■ WHAT THE TASK ASKS:
After locating the line containing "today + Duration::days(1));", transcribe that line and all following lines exactly, stopping only at the end of the records.

■ MATERIAL FOR THIS EXERCISE:
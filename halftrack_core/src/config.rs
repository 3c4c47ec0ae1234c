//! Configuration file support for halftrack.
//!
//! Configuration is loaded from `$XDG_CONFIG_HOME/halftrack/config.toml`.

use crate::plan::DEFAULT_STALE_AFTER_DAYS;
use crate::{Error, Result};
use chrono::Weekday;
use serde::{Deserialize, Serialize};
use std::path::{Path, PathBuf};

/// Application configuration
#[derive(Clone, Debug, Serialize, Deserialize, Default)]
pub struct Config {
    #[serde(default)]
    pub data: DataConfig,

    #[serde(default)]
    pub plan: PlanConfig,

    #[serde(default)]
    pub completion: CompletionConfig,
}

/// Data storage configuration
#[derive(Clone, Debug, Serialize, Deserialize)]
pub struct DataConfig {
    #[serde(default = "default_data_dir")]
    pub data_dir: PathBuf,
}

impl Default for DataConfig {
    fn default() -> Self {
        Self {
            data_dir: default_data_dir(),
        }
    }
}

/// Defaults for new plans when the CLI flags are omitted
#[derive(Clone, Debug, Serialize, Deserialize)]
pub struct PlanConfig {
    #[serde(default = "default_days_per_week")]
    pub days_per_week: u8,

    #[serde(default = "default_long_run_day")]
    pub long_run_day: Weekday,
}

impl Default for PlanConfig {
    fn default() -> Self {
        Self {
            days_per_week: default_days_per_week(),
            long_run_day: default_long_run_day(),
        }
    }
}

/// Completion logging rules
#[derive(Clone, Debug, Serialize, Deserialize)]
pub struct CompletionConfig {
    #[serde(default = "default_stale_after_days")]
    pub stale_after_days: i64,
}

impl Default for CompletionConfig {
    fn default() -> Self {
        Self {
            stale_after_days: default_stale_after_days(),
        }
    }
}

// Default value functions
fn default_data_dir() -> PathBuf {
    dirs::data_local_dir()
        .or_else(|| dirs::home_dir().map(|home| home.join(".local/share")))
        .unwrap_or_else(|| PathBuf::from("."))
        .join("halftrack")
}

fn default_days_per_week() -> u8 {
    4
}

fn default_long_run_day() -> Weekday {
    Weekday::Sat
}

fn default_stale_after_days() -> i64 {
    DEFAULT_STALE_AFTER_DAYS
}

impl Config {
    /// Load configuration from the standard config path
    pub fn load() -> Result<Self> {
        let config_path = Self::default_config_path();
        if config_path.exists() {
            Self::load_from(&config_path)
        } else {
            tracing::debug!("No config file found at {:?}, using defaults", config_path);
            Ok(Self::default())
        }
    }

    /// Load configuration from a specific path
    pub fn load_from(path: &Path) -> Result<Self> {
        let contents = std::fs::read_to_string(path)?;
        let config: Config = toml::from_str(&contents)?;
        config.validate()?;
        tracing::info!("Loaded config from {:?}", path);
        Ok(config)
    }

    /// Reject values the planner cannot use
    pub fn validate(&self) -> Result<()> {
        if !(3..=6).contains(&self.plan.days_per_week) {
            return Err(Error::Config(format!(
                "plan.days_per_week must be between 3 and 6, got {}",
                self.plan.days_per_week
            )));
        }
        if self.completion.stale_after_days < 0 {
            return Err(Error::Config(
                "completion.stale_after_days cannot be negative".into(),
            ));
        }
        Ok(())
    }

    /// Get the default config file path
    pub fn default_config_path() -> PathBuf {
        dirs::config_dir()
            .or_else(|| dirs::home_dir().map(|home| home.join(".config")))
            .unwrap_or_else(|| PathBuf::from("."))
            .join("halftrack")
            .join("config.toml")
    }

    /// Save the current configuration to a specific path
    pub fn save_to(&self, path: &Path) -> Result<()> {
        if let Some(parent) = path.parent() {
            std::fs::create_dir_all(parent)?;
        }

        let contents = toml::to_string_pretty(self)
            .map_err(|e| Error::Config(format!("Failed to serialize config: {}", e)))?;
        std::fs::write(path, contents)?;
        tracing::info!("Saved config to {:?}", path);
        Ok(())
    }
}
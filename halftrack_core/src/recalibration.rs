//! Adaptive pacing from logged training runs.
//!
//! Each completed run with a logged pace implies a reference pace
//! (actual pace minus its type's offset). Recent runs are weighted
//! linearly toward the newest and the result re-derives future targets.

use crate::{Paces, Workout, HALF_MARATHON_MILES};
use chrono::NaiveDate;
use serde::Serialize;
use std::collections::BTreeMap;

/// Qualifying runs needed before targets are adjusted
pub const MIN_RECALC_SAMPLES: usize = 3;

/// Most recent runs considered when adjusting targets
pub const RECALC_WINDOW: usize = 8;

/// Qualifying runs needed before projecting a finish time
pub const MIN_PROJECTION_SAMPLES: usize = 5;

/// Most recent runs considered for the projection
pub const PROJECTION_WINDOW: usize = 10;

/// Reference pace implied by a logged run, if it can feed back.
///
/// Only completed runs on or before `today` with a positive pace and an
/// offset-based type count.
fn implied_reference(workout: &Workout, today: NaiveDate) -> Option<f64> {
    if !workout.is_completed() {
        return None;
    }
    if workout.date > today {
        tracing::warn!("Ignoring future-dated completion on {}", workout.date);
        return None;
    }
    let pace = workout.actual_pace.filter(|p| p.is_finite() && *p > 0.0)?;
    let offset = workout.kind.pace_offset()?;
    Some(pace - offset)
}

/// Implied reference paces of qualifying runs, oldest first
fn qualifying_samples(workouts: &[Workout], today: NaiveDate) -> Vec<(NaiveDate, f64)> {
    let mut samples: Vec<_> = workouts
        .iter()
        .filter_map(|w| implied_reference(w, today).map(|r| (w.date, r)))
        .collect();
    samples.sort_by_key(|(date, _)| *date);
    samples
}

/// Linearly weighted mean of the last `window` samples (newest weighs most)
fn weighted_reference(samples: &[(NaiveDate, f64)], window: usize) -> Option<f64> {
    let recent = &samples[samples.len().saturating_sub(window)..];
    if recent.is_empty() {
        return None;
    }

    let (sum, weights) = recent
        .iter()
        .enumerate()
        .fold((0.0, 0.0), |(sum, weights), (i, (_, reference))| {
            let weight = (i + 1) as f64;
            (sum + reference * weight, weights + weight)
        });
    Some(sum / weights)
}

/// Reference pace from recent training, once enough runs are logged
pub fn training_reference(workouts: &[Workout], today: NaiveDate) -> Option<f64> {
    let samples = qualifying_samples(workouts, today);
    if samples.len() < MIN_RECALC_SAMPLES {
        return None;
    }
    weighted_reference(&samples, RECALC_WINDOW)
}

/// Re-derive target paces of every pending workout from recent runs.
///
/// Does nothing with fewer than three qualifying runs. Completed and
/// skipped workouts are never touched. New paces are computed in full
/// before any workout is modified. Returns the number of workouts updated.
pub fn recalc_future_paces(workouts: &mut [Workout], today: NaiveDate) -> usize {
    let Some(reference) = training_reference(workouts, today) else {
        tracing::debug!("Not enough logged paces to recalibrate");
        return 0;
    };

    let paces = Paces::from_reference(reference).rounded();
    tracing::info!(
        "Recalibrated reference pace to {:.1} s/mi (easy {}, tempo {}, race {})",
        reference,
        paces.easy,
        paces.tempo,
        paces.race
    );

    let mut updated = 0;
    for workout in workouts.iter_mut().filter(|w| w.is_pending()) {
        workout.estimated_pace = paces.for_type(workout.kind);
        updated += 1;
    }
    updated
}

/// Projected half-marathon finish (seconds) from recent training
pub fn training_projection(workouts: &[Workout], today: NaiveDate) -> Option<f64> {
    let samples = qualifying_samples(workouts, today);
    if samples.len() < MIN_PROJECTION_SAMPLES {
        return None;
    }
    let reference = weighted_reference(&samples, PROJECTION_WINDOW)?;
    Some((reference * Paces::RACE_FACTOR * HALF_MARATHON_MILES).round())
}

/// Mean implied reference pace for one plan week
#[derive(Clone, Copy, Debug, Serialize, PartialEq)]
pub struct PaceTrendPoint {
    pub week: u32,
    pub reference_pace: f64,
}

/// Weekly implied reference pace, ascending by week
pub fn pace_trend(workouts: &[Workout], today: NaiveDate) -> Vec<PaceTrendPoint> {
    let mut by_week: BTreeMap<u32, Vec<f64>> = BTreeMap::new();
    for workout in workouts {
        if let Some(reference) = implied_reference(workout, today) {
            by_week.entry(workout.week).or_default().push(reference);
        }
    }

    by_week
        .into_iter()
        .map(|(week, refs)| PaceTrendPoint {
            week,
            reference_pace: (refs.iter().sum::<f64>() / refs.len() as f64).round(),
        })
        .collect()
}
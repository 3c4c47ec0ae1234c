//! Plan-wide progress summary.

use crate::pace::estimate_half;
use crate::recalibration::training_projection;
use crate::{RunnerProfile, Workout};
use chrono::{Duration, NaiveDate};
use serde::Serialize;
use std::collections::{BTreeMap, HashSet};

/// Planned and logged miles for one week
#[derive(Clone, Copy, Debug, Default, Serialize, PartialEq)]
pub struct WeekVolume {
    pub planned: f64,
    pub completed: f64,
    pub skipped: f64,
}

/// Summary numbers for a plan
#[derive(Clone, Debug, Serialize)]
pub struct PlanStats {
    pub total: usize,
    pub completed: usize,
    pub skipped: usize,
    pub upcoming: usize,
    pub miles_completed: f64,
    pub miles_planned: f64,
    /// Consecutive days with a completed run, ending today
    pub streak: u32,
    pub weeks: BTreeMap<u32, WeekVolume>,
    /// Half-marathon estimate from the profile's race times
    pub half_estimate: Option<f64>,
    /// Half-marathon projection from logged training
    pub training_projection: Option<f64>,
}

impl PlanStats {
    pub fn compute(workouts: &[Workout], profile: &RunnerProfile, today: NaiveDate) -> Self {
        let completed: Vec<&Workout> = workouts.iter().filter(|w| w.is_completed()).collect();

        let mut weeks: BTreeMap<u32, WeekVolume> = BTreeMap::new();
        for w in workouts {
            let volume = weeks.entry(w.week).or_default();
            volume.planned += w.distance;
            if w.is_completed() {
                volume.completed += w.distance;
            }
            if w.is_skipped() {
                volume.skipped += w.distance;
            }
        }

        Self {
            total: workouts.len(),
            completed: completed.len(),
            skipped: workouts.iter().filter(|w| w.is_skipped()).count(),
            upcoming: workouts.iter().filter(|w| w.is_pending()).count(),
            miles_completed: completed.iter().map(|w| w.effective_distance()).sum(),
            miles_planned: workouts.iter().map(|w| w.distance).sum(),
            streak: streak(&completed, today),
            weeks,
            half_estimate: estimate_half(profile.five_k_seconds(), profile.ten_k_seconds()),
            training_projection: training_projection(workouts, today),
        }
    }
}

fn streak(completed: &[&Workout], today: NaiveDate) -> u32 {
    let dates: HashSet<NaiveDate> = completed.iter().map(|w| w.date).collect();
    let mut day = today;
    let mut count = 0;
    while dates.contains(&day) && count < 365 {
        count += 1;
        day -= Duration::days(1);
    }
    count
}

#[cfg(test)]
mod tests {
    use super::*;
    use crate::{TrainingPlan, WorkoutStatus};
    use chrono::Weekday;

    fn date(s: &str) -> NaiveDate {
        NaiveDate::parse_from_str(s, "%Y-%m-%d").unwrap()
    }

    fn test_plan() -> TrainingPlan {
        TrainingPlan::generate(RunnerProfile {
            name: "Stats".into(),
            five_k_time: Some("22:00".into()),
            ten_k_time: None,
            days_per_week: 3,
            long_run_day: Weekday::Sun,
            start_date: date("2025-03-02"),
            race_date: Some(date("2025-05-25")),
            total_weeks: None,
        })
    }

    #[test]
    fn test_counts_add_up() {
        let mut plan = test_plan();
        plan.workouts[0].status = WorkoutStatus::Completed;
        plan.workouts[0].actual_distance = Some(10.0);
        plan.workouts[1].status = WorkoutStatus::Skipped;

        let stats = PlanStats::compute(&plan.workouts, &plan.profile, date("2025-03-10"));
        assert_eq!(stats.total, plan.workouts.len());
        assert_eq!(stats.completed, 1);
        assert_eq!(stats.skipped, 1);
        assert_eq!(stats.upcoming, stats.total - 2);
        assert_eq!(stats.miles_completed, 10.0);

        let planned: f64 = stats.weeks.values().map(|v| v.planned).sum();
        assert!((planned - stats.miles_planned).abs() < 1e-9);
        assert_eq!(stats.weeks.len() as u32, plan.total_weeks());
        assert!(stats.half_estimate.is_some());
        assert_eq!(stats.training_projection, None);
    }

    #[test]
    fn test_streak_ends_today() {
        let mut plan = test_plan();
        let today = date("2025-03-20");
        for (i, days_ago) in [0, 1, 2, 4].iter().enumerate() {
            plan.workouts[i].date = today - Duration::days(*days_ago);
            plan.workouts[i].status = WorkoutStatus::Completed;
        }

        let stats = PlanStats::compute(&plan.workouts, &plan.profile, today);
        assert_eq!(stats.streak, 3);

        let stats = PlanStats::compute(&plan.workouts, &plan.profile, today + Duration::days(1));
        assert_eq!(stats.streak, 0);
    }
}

■ SOLUTION:
        let stats = PlanStats::compute(&plan.workouts, &plan.profile, today + Duration::days(1));
        assert_eq!(stats.streak, 0);
    }
}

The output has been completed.